The communal tract was divided into allotments assigned to specific members of that community. These allotments are what the prescriptions concerning the jubilee year are about: in the jubilee year they had to be returned to the original owner, the one to whom they belonged at the time when the communal land was divided. In this way social and property stability was maintained in Hebrew society in the pre-state period, and perhaps partly later as well.
In addition, in the jubilee year debts were to be forgiven and those who had fallen into debt slavery were to be released, even if the slave had not yet worked off his debt. As for private property not connected with communal lands, the rule of return in the jubilee year did not apply to it: such property belonged completely to its owner, who disposed of it solely at his own discretion. The division into communal and private property was, of course, historically conditioned and connected with the very process by which the Hebrews settled the territories they had conquered in Palestine.

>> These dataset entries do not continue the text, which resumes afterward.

use std::io::Read;
use std::path::Path;

use serde::{Deserialize, Serialize};
use tracing::info;

use super::applicant::ApplicantRecord;
use super::encoder::{EncodingStrictness, FeatureEncoder};
use super::error::TrainingError;
use super::model::{BoostingParams, GradientBoostedClassifier};
use super::snapshot::ModelSnapshot;

const TOP_FEATURES: usize = 10;
const LOG_LOSS_EPSILON: f64 = 1e-15;

/// One historical loan and whether it defaulted.
#[derive(Debug, Clone, PartialEq)]
pub struct LabeledApplicant {
    pub applicant: ApplicantRecord,
    pub defaulted: bool,
}

/// Historical loans used to fit a snapshot.
#[derive(Debug, Clone, Default, PartialEq)]
pub struct TrainingSet {
    rows: Vec<LabeledApplicant>,
}

impl TrainingSet {
    pub fn new(rows: Vec<LabeledApplicant>) -> Self {
        Self { rows }
    }

    pub fn from_path<P: AsRef<Path>>(path: P) -> Result<Self, TrainingError> {
        let file = std::fs::File::open(path)?;
        Self::from_csv_reader(file)
    }

    /// Read the historical export layout (`Age,Income,...,HasCoSigner,Default`).
    pub fn from_csv_reader<R: Read>(reader: R) -> Result<Self, TrainingError> {
        let mut csv_reader = csv::ReaderBuilder::new()
            .trim(csv::Trim::All)
            .from_reader(reader);
        let mut rows = Vec::new();

        for (index, record) in csv_reader.deserialize::<HistoryRow>().enumerate() {
            let row = record?;
            let defaulted = parse_label(&row.default).ok_or_else(|| TrainingError::InvalidLabel {
                row: index + 1,
                value: row.default.clone(),
            })?;
            rows.push(LabeledApplicant {
                applicant: row.into_applicant(),
                defaulted,
            });
        }

        Ok(Self { rows })
    }

    pub fn rows(&self) -> &[LabeledApplicant] {
        &self.rows
    }

    pub fn len(&self) -> usize {
        self.rows.len()
    }

    pub fn is_empty(&self) -> bool {
        self.rows.is_empty()
    }

    /// Deterministic split: every `stride`-th row is held out. Rows keep their 0-based dataset
    /// index so failures can name the original row.
    fn split(&self, stride: Option<usize>) -> (Vec<IndexedRow<'_>>, Vec<IndexedRow<'_>>) {
        let indexed = self.rows.iter().enumerate();
        match stride {
            None => (indexed.collect(), Vec::new()),
            Some(stride) => {
                let (holdout, training): (Vec<_>, Vec<_>) =
                    indexed.partition(|(index, _)| index % stride == stride - 1);
                (training, holdout)
            }
        }
    }
}

type IndexedRow<'a> = (usize, &'a LabeledApplicant);

#[derive(Debug, Clone, PartialEq)]
pub struct TrainingParams {
    pub boosting: BoostingParams,
    /// Share of rows held out for evaluation; 0 disables the holdout.
    pub holdout_fraction: f64,
}

impl Default for TrainingParams {
    fn default() -> Self {
        Self {
            boosting: BoostingParams::default(),
            holdout_fraction: 0.2,
        }
    }
}

impl TrainingParams {
    fn holdout_stride(&self) -> Option<usize> {
        if !(self.holdout_fraction > 0.0 && self.holdout_fraction < 1.0) {
            return None;
        }
        Some(((1.0 / self.holdout_fraction).round() as usize).max(2))
    }
}

#[derive(Debug, Clone, PartialEq, Serialize, Deserialize)]
#[serde(rename_all = "camelCase")]
pub struct FeatureImportance {
    pub feature: String,
    pub importance: f64,
}

/// Diagnostics from one training run.
#[derive(Debug, Clone, PartialEq, Serialize, Deserialize)]
#[serde(rename_all = "camelCase")]
pub struct TrainingReport {
    pub training_rows: usize,
    pub holdout_rows: usize,
    pub default_rate: f64,
    pub training_accuracy: f64,
    pub holdout_accuracy: Option<f64>,
    pub holdout_log_loss: Option<f64>,
    pub top_features: Vec<FeatureImportance>,
}

/// Fit the encoder and classifier on `dataset` and bundle them into an unpublished snapshot.
pub fn train(dataset: &TrainingSet, params: &TrainingParams) -> Result<ModelSnapshot, TrainingError> {
    if dataset.is_empty() {
        return Err(TrainingError::EmptyDataset);
    }

    for (index, row) in dataset.rows().iter().enumerate() {
        row.applicant
            .validate()
            .map_err(|source| TrainingError::InvalidRecord {
                row: index + 1,
                source,
            })?;
    }

    let (training, holdout) = dataset.split(params.holdout_stride());
    let applicants: Vec<&ApplicantRecord> =
        training.iter().map(|(_, row)| &row.applicant).collect();
    let labels: Vec<bool> = training.iter().map(|(_, row)| row.defaulted).collect();

    let encoder = FeatureEncoder::fit(&applicants)?;
    let features = training
        .iter()
        .map(|(index, row)| {
            encoder
                .encode(&row.applicant, EncodingStrictness::Strict)
                .map_err(|source| TrainingError::InvalidRecord {
                    row: index + 1,
                    source,
                })
        })
        .collect::<Result<Vec<_>, _>>()?;

    let classifier = GradientBoostedClassifier::fit(&features, &labels, &params.boosting)?;

    let training_probabilities: Vec<f64> = features
        .iter()
        .map(|row| classifier.predict_probability(row))
        .collect();

    // The holdout may carry categories the training partition never saw.
    let mut holdout_probabilities = Vec::with_capacity(holdout.len());
    for (index, row) in &holdout {
        let encoded = encoder
            .encode(&row.applicant, EncodingStrictness::Permissive)
            .map_err(|source| TrainingError::InvalidRecord {
                row: index + 1,
                source,
            })?;
        holdout_probabilities.push(classifier.predict_probability(&encoded));
    }
    let holdout_labels: Vec<bool> = holdout.iter().map(|(_, row)| row.defaulted).collect();

    let report = TrainingReport {
        training_rows: training.len(),
        holdout_rows: holdout.len(),
        default_rate: labels.iter().filter(|&&label| label).count() as f64 / labels.len() as f64,
        training_accuracy: accuracy(&training_probabilities, &labels),
        holdout_accuracy: (!holdout.is_empty())
            .then(|| accuracy(&holdout_probabilities, &holdout_labels)),
        holdout_log_loss: (!holdout.is_empty())
            .then(|| log_loss(&holdout_probabilities, &holdout_labels)),
        top_features: top_features(&encoder.feature_names(), &classifier.feature_importances()),
    };

    info!(
        training_rows = report.training_rows,
        holdout_rows = report.holdout_rows,
        training_accuracy = report.training_accuracy,
        holdout_accuracy = ?report.holdout_accuracy,
        "default model trained"
    );

    ModelSnapshot::new(encoder, classifier, report)
}

fn accuracy(probabilities: &[f64], labels: &[bool]) -> f64 {
    let correct = probabilities
        .iter()
        .zip(labels)
        .filter(|(probability, &label)| (**probability >= 0.5) == label)
        .count();
    correct as f64 / labels.len() as f64
}

fn log_loss(probabilities: &[f64], labels: &[bool]) -> f64 {
    let total: f64 = probabilities
        .iter()
        .zip(labels)
        .map(|(probability, &label)| {
            let p = probability.clamp(LOG_LOSS_EPSILON, 1.0 - LOG_LOSS_EPSILON);
            if label {
                -p.ln()
            } else {
                -(1.0 - p).ln()
            }
        })
        .sum();
    total / labels.len() as f64
}

fn top_features(names: &[String], importances: &[f64]) -> Vec<FeatureImportance> {
    let mut ranked: Vec<FeatureImportance> = names
        .iter()
        .zip(importances)
        .filter(|(_, importance)| **importance > 0.0)
        .map(|(feature, importance)| FeatureImportance {
            feature: feature.clone(),
            importance: *importance,
        })
        .collect();
    ranked.sort_by(|a, b| {
        b.importance
            .total_cmp(&a.importance)
            .then_with(|| a.feature.cmp(&b.feature))
    });
    ranked.truncate(TOP_FEATURES);
    ranked
}

fn parse_label(raw: &str) -> Option<bool> {
    match raw.trim().to_ascii_lowercase().as_str() {
        "1" | "yes" | "true" => Some(true),
        "0" | "no" | "false" => Some(false),
        _ => None,
    }
}

#[derive(Debug, Deserialize)]
struct HistoryRow {
    #[serde(rename = "Age")]
    age: f64,
    #[serde(rename = "Income")]
    income: f64,
    #[serde(rename = "LoanAmount")]
    loan_amount: f64,
    #[serde(rename = "CreditScore")]
    credit_score: f64,
    #[serde(rename = "MonthsEmployed")]
    months_employed: f64,
    #[serde(rename = "NumCreditLines")]
    num_credit_lines: f64,
    #[serde(rename = "InterestRate")]
    interest_rate: f64,
    #[serde(rename = "LoanTerm", alias = "LoanTermMonths")]
    loan_term: f64,
    #[serde(rename = "DTIRatio", alias = "DTIratio")]
    dti_ratio: f64,
    #[serde(rename = "Education")]
    education: String,
    #[serde(rename = "EmploymentType", alias = "EmploymentStatus")]
    employment: String,
    #[serde(rename = "MaritalStatus")]
    marital_status: String,
    #[serde(rename = "HasMortgage")]
    has_mortgage: String,
    #[serde(rename = "HasDependents")]
    has_dependents: String,
    #[serde(rename = "LoanPurpose")]
    loan_purpose: String,
    #[serde(rename = "HasCoSigner")]
    has_co_signer: String,
    #[serde(rename = "Default")]
    default: String,
}

impl HistoryRow {
    fn into_applicant(self) -> ApplicantRecord {
        ApplicantRecord {
            age: self.age,
            income: self.income,
            loan_amount: self.loan_amount,
            credit_score: self.credit_score,
            months_employed: self.months_employed,
            num_credit_lines: self.num_credit_lines,
            interest_rate: self.interest_rate,
            loan_term_months: self.loan_term,
            debt_to_income_ratio: self.dti_ratio,
            education: self.education,
            employment_status: self.employment,
            marital_status: self.marital_status,
            has_mortgage: self.has_mortgage,
            has_dependents: self.has_dependents,
            loan_purpose: self.loan_purpose,
            has_co_signer: self.has_co_signer,
        }
    }
}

Yet there was something else here too: the attitude toward the land as God's gift. After all, it was God who gave the people the land on which they lived, and He Himself distributed it among the tribes. Therefore the land had to remain with those to whom God had allotted it; otherwise His will would have been violated, and the people for whom He had intended it would have been left without their land. Such a state of affairs would have completely distorted God's design for the people and for the land, which could not be allowed at all. That is why the law of the jubilee year appears in the Pentateuch.